Snorlax munched calmly, eyes half-closed, but his stomach showed no sign of stopping. Despite his laid-back demeanor, his sheer capacity was terrifying.

Wario, determined not to be outdone, stuffed his face greedily. "Wahaha! I’ll eat all this food and take the prize money!" he declared, though his sweat and increasingly slower chewing betrayed his limits approaching.

King Hippo was starting to sweat. How are these people not tapping out by now?!

Po looked woozy, wobbling slightly. “Seriously… how are you guys not full yet?!” He snatched an armful of bean buns anyway and shoved them into his mouth.

Gluttony, however, remained unfazed.
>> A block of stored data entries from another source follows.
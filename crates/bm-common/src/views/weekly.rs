use std::collections::BTreeMap;

use chrono::{DateTime, NaiveDate, Utc};
use serde::Serialize;

use crate::date::{one_week, parse_loose};
use crate::matching::find_matches;
use crate::model::{MatchRecommendation, Requirement, Resource, ResourceStatus};

const TOP_RECOMMENDATIONS: usize = 5;

#[derive(Debug, Clone, PartialEq, Serialize)]
#[serde(rename_all = "camelCase")]
pub struct WeeklyAtpSummary {
    pub week: String,
    #[serde(rename = "totalATP")]
    pub total_atp: usize,
    #[serde(rename = "newATP")]
    pub new_atp: usize,
    pub deployed: usize,
    pub soft_blocked: usize,
    pub by_skill: BTreeMap<String, usize>,
    pub by_location: BTreeMap<String, usize>,
    pub top_recommendations: Vec<MatchRecommendation>,
}

/// End of the seven-day window: the end of `reference` when it lies in the
/// past, otherwise `now`.
fn window_end(reference: Option<NaiveDate>, now: DateTime<Utc>) -> DateTime<Utc> {
    reference
        .and_then(|day| day.succ_opt())
        .and_then(|next| next.and_hms_opt(0, 0, 0))
        .map(|midnight| midnight.and_utc())
        .filter(|end| *end < now)
        .unwrap_or(now)
}

fn within(raw: &str, start: DateTime<Utc>, end: DateTime<Utc>) -> bool {
    parse_loose(raw).is_some_and(|at| at >= start && at <= end)
}

pub fn weekly_atp_summary(
    resources: &[Resource],
    requirements: &[Requirement],
    reference: Option<NaiveDate>,
    now: DateTime<Utc>,
) -> WeeklyAtpSummary {
    let end = window_end(reference, now);
    let start = end - one_week();

    let atp: Vec<&Resource> = resources
        .iter()
        .filter(|r| r.status == ResourceStatus::Atp)
        .collect();

    let new_atp = atp
        .iter()
        .filter(|r| within(&r.created_at, start, end))
        .count();
    let deployed = resources
        .iter()
        .filter(|r| r.status == ResourceStatus::Deployed && within(&r.updated_at, start, end))
        .count();
    let soft_blocked = resources
        .iter()
        .filter(|r| r.status == ResourceStatus::SoftBlocked)
        .count();

    let mut by_skill = BTreeMap::new();
    let mut by_location = BTreeMap::new();
    for resource in &atp {
        for skill in resource.primary_skills().filter(|s| !s.name.is_empty()) {
            *by_skill.entry(skill.name.clone()).or_insert(0) += 1;
        }
        if !resource.location.is_empty() {
            *by_location.entry(resource.location.clone()).or_insert(0) += 1;
        }
    }

    let mut top_recommendations = find_matches(resources, requirements);
    top_recommendations.truncate(TOP_RECOMMENDATIONS);

    WeeklyAtpSummary {
        week: reference
            .unwrap_or_else(|| now.date_naive())
            .format("%Y-%m-%d")
            .to_string(),
        total_atp: atp.len(),
        new_atp,
        deployed,
        soft_blocked,
        by_skill,
        by_location,
        top_recommendations,
    }
}

#[cfg(test)]
mod tests {
    use super::*;
    use crate::model::{Skill, SkillType};
    use chrono::{Duration, TimeZone};

    fn now() -> DateTime<Utc> {
        Utc.with_ymd_and_hms(2025, 10, 6, 9, 0, 0).unwrap()
    }

    fn days_ago(days: i64) -> String {
        (now() - Duration::days(days)).to_rfc3339()
    }

    fn resource(id: &str, status: ResourceStatus, location: &str, skills: &[&str]) -> Resource {
        Resource {
            id: id.into(),
            name: id.into(),
            status,
            location: location.into(),
            skills: skills.iter().map(|s| Skill::named(*s)).collect(),
            created_at: days_ago(60),
            updated_at: days_ago(60),
            ..Resource::default()
        }
    }

    fn bench() -> Vec<Resource> {
        let mut fresh = resource("fresh", ResourceStatus::Atp, "Pune", &["React", "AWS"]);
        fresh.created_at = days_ago(2);
        fresh.skills[1].skill_type = SkillType::Secondary;

        let mut rolled_off = resource("rolled", ResourceStatus::Deployed, "Pune", &["Java"]);
        rolled_off.updated_at = days_ago(3);

        vec![
            fresh,
            resource("steady", ResourceStatus::Atp, "Delhi", &["React"]),
            resource("idle", ResourceStatus::Atp, "", &["Go"]),
            rolled_off,
            resource("old-deploy", ResourceStatus::Deployed, "Pune", &["Java"]),
            resource("held", ResourceStatus::SoftBlocked, "Pune", &["React"]),
        ]
    }

    #[test]
    fn counts_current_week() {
        let summary = weekly_atp_summary(&bench(), &[], None, now());
        assert_eq!(summary.week, "2025-10-06");
        assert_eq!(summary.total_atp, 3);
        assert_eq!(summary.new_atp, 1);
        assert_eq!(summary.deployed, 1);
        assert_eq!(summary.soft_blocked, 1);
        assert_eq!(summary.by_skill.get("React"), Some(&2));
        assert_eq!(summary.by_skill.get("AWS"), None);
        assert_eq!(summary.by_skill.get("Go"), Some(&1));
        assert_eq!(summary.by_location.get("Pune"), Some(&1));
        assert_eq!(summary.by_location.get("Delhi"), Some(&1));
        assert!(!summary.by_location.contains_key(""));
        assert!(summary.top_recommendations.is_empty());
    }

    #[test]
    fn past_week_moves_the_window() {
        let reference = NaiveDate::from_ymd_opt(2025, 9, 30);
        let summary = weekly_atp_summary(&bench(), &[], reference, now());
        assert_eq!(summary.week, "2025-09-30");
        // The window closes at 2025-10-01T00:00Z, before "fresh" was created.
        assert_eq!(summary.new_atp, 0);
        assert_eq!(summary.deployed, 0);
    }

    #[test]
    fn keeps_top_five_recommendations() {
        let resources: Vec<Resource> = (0..7)
            .map(|i| resource(&format!("r{i}"), ResourceStatus::Atp, "Pune", &["React"]))
            .collect();
        let requirement = Requirement {
            id: "q".into(),
            location: "Pune".into(),
            start_date: "2025-10-10".into(),
            required_skills: vec![Skill::named("React")],
            ..Requirement::default()
        };

        let summary = weekly_atp_summary(&resources, &[requirement], None, now());
        assert_eq!(summary.top_recommendations.len(), 5);
        assert_eq!(summary.top_recommendations[0].resource.id, "r0");
    }

    #[test]
    fn serializes_with_report_field_names() {
        let summary = weekly_atp_summary(&bench(), &[], None, now());
        let json = serde_json::to_value(&summary).unwrap();
        assert_eq!(json["totalATP"], 3);
        assert_eq!(json["newATP"], 1);
        assert_eq!(json["softBlocked"], 1);
        assert!(json["bySkill"].is_object());
    }
}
His inhuman hunger was relentless, his monstrous form devouring entire tables’ worth of dishes without pause.

Diane was shoving cake slice after cake slice into her mouth.

“Hah… hah… I still got this! I’m the king when it comes to eating!” Coop panted, grabbing handfuls of butter-smeared hotdogs even as his stomach screamed in protest. His gut felt ready to burst—but he wouldn’t back down. He was Coop, the eating champion, the gluttonous king of his own universe!

But as the hotdogs piled higher and higher, his body began to betray him. Sweat drenched his forehead, and his face contorted with every chew. His gut groaned louder than a freight train, and every bite felt like a cruel joke. Still, he gritted his teeth.

"I’m not tapping out… I’m not tapping out..." he muttered to himself, his hands shaking as he shoved more food into his mouth.

Choji activated his Partial Expansion Jutsu, his hands now massive enough to grab entire serving trays. "I won’t lose!" he declared, scarfing down bowl after bowl.

The crowd roared, the tension rising as the contestants pushed their limits. How much longer could they last

The competition had reached a fever pitch. Only the most ravenous and resilient eaters remained, and the tension was as thick as the mashed potatoes Kirby had just inhaled.

Goku wiped his mouth with the back of his hand, grinning. "You guys aren't slowing down yet, are you?"

“Hah!” Luffy cackled, his rubbery arms stretching across the table to snatch an entire roast turkey. “Not yet! This is just getting good!”

“Agreed! Speed up the conveyor—I’m starving!” Volstagg roared, slamming a fist on the table.

“I like this guy!” Luffy said with a grin, clearly impressed by the Asgardian’s bottomless appetite.

“Yeah! Speed it up! I’m starving!” Zomom shouted, pounding the table in agreement.

“Cook faster losers! I need more food!” Blob said.

“Ribs ribs ribs!” Hangry chanted, even as his stomach rumbled uneasily.

“Send some motor oil and nitrogen drinks my way,” Matter-Eater Lad called, as his conveyor belt began producing them. “I need something to wash this bag of nails down.”

Po blinked. “Dude, how is eating that stuff not killing you?” he asked, genuinely curious as he popped a dumpling into his mouth.

Matter-Eater Lad gave a shrug, unfazed. “Where I come from, this stuff isn’t deadly—it’s brunch.”

Toriko cracked his knuckles, his appetite showing no signs of slowing. "You amateurs have no idea what real hunger is."

Wario belched loudly, patting his stomach. "Wah! I'm still in this!" he declared, though his movements were getting slower.

Po panted as he struggled to eat more, he was wearing down, shoving meat bun after meat bun into his mouth.

As the mountain of food continued to shrink and replenish in equal measure, the final stretch approached. The ultimate battle of gluttony was far from over.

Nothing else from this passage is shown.